Requirement: Which lines run from the line with "for position in" through the line with "pub fn add_wheel(&mut" in the entries below? Print them exactly, both ends included, and nothing more.

Stored items:

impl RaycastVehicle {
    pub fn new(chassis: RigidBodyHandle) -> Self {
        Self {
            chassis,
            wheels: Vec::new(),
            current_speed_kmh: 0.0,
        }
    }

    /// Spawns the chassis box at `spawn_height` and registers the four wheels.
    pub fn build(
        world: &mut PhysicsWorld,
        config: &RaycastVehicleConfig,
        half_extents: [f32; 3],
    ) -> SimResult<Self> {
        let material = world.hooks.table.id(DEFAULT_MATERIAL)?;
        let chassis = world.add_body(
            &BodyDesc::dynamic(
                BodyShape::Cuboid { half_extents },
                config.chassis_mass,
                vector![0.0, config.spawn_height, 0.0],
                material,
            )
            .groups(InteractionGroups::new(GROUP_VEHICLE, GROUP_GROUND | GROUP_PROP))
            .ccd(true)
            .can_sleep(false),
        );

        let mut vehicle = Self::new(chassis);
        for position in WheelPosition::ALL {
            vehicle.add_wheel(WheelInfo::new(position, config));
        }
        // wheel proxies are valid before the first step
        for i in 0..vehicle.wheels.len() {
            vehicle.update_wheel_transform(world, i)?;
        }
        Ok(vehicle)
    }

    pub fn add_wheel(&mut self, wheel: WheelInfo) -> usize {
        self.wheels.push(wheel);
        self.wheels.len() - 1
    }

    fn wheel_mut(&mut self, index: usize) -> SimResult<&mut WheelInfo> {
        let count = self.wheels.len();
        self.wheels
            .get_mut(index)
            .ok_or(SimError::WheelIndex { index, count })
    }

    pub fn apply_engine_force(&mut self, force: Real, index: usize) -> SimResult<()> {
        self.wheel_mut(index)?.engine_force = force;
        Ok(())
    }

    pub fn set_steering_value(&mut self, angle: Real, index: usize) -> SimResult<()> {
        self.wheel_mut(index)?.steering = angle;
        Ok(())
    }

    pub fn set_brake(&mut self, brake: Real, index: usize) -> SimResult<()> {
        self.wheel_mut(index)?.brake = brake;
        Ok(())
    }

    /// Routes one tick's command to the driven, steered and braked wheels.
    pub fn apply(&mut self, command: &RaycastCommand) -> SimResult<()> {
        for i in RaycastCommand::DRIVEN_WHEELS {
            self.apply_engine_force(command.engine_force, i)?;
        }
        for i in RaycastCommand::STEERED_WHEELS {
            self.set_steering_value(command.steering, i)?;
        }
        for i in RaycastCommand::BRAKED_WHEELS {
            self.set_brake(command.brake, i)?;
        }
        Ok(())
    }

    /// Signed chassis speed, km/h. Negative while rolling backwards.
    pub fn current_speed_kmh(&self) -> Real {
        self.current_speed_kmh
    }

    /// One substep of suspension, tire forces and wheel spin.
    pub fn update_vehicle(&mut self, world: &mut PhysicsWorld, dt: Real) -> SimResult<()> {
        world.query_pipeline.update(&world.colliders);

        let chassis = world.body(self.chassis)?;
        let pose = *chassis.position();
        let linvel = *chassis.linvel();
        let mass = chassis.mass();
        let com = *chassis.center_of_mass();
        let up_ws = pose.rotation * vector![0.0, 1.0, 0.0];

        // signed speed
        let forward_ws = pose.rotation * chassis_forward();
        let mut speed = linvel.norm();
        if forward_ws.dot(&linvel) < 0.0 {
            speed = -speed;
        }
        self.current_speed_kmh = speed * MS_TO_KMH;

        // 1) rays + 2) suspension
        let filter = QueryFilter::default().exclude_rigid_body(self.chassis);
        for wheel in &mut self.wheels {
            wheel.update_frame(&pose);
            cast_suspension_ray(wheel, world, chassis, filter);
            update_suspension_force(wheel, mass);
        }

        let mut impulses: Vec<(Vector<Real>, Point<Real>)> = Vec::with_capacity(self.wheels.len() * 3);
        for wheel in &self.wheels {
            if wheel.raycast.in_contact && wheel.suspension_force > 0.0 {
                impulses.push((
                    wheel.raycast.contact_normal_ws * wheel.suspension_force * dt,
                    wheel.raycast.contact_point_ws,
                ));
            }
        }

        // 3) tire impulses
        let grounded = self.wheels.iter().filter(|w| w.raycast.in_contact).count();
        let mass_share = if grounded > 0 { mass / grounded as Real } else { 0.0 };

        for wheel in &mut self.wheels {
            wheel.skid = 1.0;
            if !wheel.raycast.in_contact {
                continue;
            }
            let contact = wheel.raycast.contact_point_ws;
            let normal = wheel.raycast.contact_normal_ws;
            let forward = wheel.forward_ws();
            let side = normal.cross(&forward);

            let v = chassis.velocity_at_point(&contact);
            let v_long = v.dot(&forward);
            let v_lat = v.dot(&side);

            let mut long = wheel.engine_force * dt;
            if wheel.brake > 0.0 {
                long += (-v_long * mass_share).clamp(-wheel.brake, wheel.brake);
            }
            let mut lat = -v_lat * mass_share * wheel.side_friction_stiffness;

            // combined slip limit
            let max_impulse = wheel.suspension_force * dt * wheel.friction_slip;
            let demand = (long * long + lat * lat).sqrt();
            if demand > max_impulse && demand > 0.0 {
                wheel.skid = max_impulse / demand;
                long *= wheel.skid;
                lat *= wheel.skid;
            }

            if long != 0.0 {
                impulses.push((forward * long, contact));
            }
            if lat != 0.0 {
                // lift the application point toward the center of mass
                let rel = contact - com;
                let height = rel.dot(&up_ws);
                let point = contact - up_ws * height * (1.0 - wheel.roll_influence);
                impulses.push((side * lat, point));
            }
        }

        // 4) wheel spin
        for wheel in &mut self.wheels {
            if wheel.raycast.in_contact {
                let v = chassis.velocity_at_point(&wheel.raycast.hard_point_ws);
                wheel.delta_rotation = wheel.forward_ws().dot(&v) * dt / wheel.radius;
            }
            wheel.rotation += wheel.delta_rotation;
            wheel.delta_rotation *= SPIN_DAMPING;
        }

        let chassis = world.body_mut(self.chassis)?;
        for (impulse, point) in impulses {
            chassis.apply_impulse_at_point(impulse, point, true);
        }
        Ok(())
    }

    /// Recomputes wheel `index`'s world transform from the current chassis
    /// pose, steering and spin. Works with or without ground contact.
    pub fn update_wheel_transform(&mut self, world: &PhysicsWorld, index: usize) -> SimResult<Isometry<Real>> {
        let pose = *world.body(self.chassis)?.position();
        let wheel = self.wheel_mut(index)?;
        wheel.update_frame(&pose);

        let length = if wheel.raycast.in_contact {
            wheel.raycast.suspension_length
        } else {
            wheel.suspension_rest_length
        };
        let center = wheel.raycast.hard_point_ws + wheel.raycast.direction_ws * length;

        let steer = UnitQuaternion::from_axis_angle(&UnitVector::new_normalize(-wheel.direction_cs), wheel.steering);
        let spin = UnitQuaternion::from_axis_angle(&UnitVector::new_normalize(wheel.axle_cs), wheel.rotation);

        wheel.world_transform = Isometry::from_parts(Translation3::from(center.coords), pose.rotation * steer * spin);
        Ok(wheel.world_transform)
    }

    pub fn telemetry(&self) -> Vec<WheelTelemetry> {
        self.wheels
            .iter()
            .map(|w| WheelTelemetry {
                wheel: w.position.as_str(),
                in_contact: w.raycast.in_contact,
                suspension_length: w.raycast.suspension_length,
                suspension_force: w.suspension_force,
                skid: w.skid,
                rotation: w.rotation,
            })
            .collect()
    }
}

---

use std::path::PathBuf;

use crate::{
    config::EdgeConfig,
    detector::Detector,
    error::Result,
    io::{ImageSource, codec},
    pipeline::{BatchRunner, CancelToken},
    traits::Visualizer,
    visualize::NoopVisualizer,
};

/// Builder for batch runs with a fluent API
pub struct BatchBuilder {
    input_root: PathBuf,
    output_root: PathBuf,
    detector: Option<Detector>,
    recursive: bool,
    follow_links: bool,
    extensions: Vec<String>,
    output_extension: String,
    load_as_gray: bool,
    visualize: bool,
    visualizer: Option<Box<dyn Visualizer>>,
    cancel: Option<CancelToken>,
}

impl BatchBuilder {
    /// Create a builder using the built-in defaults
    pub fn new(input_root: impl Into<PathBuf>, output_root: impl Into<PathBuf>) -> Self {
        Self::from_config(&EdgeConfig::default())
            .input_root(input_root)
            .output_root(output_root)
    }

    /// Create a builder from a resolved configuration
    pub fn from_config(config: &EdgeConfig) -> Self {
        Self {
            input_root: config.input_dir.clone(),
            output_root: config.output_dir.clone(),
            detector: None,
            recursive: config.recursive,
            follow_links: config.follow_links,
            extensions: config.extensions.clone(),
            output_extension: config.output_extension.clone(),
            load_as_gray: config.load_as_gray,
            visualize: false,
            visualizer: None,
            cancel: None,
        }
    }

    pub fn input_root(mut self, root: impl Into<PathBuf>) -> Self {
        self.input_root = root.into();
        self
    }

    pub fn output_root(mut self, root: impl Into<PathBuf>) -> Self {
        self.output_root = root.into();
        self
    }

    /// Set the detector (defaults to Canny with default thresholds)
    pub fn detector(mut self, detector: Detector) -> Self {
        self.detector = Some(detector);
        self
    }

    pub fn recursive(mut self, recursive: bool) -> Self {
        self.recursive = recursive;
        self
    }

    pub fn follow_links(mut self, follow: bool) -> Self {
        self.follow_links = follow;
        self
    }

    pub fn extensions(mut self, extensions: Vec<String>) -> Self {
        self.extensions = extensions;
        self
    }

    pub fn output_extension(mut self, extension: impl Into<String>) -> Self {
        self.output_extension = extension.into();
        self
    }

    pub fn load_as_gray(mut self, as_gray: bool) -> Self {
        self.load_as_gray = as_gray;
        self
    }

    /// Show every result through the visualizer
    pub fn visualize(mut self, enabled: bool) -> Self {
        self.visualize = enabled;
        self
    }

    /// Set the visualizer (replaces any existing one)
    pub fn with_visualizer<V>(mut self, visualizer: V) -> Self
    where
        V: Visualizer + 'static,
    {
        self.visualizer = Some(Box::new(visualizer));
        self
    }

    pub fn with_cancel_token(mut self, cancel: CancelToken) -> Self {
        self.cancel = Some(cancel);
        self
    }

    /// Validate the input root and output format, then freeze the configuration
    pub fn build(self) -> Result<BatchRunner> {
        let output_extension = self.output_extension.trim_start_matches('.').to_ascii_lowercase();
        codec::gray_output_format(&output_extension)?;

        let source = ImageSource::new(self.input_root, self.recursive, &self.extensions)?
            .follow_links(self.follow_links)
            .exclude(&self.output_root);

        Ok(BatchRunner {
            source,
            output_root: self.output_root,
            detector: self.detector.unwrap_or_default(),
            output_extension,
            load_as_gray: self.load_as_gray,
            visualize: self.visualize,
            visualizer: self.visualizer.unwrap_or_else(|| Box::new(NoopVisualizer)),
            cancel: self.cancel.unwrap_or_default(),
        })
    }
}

Solution to the problem:
        for position in WheelPosition::ALL {
            vehicle.add_wheel(WheelInfo::new(position, config));
        }
        // wheel proxies are valid before the first step
        for i in 0..vehicle.wheels.len() {
            vehicle.update_wheel_transform(world, i)?;
        }
        Ok(vehicle)
    }

    pub fn add_wheel(&mut self, wheel: WheelInfo) -> usize {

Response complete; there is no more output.